Try it: Print the lines in the listing below that fall between the line with "let manifest_dir = args" and the line with "let started = Instant::now();", those two lines included, exactly as they stand and with nothing else.

Supplied records:
◇ ◇ ◇ ◇
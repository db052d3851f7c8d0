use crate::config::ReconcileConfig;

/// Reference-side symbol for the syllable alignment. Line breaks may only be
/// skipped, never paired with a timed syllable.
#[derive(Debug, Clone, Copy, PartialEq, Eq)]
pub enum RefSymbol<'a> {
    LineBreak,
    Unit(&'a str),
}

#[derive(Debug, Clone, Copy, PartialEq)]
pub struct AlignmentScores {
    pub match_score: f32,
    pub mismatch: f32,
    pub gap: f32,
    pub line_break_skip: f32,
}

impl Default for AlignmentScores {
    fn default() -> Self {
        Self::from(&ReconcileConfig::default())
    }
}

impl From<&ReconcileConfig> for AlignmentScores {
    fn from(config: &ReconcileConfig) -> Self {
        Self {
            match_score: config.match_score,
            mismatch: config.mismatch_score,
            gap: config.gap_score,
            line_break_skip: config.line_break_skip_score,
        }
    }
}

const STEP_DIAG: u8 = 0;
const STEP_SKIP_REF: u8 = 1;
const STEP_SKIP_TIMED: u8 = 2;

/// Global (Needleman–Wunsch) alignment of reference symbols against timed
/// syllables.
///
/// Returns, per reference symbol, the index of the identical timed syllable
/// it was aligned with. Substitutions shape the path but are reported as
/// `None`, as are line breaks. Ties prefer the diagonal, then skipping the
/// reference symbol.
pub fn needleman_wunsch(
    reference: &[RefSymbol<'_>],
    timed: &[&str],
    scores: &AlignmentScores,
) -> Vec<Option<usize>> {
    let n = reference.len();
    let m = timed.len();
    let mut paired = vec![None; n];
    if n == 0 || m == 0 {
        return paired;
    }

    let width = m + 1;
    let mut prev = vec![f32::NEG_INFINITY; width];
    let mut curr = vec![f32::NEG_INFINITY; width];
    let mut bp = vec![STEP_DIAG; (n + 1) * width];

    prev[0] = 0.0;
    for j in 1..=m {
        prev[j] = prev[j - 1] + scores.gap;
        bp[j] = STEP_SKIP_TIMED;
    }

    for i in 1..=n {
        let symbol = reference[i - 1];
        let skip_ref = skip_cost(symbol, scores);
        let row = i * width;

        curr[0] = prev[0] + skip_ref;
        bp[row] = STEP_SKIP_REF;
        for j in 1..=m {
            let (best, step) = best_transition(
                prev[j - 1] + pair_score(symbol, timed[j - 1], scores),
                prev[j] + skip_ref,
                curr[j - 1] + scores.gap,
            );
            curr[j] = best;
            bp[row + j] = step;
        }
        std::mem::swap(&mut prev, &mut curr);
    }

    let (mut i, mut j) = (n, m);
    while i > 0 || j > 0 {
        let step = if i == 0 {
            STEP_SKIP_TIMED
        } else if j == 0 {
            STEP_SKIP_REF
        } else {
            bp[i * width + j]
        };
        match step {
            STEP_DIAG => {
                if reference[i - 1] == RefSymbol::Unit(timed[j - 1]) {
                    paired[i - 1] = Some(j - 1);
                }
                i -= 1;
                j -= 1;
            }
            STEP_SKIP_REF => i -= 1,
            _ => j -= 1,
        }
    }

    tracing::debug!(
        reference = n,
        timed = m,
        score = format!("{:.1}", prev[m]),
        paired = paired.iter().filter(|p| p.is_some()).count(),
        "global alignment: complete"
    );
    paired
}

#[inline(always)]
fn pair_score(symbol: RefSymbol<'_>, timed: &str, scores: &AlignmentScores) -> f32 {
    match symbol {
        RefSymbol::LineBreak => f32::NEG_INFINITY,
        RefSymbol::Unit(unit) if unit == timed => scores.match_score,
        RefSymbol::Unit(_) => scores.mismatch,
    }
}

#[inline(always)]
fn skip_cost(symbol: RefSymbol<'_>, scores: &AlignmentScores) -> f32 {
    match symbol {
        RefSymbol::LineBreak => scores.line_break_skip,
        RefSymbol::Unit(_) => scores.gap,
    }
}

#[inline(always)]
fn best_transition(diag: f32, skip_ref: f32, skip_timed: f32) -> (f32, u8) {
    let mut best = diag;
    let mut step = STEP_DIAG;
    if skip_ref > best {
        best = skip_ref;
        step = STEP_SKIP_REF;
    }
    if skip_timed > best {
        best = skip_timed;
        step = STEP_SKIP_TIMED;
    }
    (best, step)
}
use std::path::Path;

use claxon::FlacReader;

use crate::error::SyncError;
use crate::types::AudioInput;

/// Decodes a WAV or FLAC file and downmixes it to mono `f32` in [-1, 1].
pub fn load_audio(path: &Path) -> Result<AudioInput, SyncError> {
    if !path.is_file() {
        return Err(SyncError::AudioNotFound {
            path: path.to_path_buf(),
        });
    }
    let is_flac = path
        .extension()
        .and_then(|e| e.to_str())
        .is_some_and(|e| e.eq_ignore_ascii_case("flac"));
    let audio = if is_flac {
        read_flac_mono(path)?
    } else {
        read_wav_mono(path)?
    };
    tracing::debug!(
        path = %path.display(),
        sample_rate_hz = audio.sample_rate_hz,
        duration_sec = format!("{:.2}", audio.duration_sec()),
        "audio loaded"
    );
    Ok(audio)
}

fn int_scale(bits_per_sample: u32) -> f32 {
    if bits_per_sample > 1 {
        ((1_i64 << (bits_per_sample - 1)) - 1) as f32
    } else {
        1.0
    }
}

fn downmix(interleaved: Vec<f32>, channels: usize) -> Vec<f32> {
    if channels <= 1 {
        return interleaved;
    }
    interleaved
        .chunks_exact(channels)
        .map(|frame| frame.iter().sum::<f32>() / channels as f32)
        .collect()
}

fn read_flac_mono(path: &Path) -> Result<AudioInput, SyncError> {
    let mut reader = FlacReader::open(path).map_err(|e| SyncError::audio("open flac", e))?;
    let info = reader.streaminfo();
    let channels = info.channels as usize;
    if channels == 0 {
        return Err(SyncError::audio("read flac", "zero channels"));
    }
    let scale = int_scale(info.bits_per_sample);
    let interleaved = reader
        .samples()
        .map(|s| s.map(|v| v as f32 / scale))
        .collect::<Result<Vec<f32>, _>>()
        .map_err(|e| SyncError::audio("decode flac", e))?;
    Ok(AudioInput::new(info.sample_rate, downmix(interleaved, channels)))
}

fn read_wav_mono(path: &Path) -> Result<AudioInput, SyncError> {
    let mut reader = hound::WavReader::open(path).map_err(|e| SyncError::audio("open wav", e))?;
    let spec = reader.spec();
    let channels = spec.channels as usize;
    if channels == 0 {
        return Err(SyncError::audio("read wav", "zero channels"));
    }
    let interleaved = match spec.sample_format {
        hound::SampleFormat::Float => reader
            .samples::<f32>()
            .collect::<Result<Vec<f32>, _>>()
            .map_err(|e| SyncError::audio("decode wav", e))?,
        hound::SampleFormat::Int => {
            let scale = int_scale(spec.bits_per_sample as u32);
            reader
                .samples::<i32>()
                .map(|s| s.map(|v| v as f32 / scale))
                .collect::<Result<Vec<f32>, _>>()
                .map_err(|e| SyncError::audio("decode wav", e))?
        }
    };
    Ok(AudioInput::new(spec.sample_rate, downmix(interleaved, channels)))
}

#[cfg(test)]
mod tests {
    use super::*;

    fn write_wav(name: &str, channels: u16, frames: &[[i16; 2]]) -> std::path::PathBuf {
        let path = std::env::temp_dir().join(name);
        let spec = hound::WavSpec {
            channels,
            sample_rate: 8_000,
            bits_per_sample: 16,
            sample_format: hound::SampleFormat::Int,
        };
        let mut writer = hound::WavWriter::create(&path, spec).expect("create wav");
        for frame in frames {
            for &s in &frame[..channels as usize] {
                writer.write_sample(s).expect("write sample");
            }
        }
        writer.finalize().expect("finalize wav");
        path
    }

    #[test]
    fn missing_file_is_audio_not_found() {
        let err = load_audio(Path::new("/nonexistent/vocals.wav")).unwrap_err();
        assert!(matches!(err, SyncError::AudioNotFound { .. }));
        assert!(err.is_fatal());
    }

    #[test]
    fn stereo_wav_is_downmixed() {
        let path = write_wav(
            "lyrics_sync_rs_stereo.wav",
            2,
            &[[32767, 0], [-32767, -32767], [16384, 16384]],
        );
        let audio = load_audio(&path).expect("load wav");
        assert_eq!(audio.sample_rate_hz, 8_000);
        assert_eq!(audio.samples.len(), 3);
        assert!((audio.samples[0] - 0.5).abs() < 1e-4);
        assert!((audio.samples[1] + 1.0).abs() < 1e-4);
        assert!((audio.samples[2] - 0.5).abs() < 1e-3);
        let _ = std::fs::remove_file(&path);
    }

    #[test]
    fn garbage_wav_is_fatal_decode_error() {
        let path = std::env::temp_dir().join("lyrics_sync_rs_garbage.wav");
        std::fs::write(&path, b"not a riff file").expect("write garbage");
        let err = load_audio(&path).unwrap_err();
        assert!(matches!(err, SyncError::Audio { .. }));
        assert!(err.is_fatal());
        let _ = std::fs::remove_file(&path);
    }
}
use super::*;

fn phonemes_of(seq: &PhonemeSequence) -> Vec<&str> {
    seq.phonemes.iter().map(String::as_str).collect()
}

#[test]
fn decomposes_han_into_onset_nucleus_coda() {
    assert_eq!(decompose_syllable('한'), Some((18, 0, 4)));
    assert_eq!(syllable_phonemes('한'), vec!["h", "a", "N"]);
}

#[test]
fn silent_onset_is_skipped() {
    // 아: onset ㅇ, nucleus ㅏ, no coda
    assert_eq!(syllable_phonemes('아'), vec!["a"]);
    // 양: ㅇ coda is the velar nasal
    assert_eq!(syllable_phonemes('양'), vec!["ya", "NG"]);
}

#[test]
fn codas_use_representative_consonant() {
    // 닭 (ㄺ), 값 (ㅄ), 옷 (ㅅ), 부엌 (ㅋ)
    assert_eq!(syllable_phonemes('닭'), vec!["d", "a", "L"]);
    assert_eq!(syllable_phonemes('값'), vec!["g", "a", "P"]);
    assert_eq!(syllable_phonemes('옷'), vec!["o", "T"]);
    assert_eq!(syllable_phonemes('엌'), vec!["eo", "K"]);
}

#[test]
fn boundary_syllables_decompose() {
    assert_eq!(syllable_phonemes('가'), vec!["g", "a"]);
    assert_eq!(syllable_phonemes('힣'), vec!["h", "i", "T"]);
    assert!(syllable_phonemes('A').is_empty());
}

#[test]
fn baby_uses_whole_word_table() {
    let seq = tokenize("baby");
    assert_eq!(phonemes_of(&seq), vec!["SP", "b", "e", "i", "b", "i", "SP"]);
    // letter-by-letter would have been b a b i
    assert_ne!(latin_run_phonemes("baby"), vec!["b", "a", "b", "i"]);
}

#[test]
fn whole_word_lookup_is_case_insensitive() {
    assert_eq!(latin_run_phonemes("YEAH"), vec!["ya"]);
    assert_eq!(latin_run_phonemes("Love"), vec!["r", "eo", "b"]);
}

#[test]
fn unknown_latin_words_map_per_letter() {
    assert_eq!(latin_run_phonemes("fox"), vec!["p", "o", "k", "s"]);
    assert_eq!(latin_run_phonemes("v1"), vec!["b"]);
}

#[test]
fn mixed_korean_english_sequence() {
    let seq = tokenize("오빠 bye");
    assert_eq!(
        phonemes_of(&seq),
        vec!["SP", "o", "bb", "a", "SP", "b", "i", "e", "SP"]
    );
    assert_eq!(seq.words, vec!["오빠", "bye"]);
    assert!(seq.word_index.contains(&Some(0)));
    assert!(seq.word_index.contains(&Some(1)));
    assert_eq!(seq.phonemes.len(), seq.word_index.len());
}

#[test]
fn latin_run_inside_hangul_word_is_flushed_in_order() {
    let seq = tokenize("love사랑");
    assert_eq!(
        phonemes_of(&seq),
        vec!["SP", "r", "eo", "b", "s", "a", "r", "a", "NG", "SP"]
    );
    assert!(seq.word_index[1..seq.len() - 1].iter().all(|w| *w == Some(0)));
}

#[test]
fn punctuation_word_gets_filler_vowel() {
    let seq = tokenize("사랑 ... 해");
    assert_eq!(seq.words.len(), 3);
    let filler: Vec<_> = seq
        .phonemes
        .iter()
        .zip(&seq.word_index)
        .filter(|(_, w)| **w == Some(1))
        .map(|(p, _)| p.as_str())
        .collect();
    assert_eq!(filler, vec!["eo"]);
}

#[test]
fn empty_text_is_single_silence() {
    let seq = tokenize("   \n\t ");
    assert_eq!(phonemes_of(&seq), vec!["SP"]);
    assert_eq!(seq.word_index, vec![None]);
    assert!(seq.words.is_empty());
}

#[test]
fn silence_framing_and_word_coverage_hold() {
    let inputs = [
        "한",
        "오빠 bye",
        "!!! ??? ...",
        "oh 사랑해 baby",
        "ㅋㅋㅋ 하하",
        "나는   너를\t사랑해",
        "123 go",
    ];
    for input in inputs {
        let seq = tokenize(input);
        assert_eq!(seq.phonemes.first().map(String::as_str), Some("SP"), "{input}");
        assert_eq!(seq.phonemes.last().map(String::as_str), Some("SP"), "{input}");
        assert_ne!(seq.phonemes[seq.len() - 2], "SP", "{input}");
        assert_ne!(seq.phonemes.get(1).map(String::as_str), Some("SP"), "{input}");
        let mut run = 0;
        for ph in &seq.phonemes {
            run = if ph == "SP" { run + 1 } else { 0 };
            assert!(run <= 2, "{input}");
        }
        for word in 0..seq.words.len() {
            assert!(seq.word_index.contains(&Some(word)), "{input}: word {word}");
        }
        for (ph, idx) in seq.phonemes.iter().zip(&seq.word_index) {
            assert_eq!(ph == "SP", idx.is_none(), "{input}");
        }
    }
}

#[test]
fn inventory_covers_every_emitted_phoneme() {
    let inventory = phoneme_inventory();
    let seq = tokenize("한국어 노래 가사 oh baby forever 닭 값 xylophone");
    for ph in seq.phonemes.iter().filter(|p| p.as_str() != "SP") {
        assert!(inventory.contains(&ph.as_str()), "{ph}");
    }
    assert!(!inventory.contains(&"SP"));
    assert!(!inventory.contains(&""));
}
◇ ◇ ◇ ◇
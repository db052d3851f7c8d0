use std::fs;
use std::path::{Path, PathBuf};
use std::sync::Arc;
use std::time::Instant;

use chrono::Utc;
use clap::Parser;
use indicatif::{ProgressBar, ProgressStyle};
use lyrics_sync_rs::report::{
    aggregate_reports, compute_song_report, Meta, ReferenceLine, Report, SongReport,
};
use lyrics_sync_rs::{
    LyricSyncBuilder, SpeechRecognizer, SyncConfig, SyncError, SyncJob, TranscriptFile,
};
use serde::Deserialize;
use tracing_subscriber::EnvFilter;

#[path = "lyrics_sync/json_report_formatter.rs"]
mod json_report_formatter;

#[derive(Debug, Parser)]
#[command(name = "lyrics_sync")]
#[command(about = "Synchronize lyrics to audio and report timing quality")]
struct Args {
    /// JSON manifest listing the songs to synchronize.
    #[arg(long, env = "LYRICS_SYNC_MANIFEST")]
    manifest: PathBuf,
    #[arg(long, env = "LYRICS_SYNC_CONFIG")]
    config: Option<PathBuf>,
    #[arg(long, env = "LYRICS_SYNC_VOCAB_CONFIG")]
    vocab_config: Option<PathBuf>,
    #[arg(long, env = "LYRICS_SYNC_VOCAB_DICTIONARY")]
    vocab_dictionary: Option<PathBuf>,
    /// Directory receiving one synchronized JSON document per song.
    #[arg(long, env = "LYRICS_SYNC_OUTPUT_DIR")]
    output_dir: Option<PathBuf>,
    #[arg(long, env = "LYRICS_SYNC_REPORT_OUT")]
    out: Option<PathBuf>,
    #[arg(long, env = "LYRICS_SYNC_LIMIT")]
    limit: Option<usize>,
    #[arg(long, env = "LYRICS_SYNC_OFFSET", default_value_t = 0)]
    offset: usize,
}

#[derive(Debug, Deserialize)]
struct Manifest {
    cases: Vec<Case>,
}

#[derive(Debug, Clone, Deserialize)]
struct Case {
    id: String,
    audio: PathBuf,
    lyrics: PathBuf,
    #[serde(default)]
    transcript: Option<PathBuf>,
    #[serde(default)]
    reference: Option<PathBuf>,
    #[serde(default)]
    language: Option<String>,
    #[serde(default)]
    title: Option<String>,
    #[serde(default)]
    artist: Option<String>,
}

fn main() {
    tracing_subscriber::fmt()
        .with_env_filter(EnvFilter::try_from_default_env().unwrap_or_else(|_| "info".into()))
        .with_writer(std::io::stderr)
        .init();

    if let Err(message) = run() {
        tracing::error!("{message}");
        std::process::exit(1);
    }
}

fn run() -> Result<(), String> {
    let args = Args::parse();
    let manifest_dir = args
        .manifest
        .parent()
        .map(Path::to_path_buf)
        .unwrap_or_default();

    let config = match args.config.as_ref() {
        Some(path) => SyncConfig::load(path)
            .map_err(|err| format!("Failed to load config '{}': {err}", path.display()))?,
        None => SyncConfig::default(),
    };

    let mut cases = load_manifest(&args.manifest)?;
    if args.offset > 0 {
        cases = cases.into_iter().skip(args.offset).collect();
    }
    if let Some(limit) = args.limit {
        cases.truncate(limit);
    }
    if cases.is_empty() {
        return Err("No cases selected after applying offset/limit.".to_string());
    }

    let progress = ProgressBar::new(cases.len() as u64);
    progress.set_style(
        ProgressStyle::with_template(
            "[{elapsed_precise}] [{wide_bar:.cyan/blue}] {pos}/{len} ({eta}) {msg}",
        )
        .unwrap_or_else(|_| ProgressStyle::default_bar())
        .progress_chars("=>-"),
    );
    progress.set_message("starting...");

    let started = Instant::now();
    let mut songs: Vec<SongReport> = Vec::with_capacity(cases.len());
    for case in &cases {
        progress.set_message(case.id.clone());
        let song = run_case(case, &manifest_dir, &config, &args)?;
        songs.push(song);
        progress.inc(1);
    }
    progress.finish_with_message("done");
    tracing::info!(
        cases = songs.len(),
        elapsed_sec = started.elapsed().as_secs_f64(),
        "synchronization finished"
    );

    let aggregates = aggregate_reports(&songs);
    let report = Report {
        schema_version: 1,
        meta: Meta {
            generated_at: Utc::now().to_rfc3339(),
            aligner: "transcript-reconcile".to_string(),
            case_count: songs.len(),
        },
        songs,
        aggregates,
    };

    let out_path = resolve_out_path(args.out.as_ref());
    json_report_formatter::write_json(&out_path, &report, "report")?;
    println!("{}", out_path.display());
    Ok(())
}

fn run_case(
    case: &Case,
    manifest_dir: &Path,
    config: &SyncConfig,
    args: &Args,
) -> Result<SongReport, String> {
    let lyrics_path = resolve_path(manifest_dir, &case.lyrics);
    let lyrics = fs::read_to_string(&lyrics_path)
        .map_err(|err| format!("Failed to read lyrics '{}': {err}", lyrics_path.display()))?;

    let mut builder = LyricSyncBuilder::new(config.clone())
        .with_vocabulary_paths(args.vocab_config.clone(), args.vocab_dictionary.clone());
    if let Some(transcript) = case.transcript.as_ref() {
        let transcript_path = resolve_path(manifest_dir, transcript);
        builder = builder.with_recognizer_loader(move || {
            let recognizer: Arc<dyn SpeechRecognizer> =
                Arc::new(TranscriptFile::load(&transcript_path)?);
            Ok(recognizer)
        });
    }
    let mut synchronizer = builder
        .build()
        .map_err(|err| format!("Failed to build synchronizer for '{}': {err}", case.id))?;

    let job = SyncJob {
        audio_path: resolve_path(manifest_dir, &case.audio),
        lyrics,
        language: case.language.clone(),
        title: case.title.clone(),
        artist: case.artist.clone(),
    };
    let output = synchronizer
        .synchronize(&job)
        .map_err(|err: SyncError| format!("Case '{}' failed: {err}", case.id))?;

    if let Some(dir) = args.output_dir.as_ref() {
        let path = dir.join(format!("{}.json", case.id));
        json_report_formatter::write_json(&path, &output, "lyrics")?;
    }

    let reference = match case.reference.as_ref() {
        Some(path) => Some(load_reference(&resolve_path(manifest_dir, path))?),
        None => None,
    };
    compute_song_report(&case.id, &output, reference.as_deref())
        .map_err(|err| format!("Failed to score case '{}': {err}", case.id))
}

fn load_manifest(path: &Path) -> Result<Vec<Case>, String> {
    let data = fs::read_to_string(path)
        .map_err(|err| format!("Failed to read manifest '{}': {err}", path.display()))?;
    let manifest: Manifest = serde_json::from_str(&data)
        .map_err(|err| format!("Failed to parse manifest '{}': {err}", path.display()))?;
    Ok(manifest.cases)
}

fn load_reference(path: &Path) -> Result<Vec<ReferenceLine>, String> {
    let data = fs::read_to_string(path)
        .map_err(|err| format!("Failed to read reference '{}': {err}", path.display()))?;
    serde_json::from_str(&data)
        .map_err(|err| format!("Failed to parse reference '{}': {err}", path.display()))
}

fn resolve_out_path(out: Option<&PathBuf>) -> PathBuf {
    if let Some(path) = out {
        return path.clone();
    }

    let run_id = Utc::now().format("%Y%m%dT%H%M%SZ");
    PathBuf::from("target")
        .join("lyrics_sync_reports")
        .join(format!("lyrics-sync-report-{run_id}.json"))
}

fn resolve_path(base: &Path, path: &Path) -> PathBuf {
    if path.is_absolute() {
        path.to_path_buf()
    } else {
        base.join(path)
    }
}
◇ ◇ ◇ ◇
Response to this task:
    let manifest_dir = args
        .manifest
        .parent()
        .map(Path::to_path_buf)
        .unwrap_or_default();

    let config = match args.config.as_ref() {
        Some(path) => SyncConfig::load(path)
            .map_err(|err| format!("Failed to load config '{}': {err}", path.display()))?,
        None => SyncConfig::default(),
    };

    let mut cases = load_manifest(&args.manifest)?;
    if args.offset > 0 {
        cases = cases.into_iter().skip(args.offset).collect();
    }
    if let Some(limit) = args.limit {
        cases.truncate(limit);
    }
    if cases.is_empty() {
        return Err("No cases selected after applying offset/limit.".to_string());
    }

    let progress = ProgressBar::new(cases.len() as u64);
    progress.set_style(
        ProgressStyle::with_template(
            "[{elapsed_precise}] [{wide_bar:.cyan/blue}] {pos}/{len} ({eta}) {msg}",
        )
        .unwrap_or_else(|_| ProgressStyle::default_bar())
        .progress_chars("=>-"),
    );
    progress.set_message("starting...");

    let started = Instant::now();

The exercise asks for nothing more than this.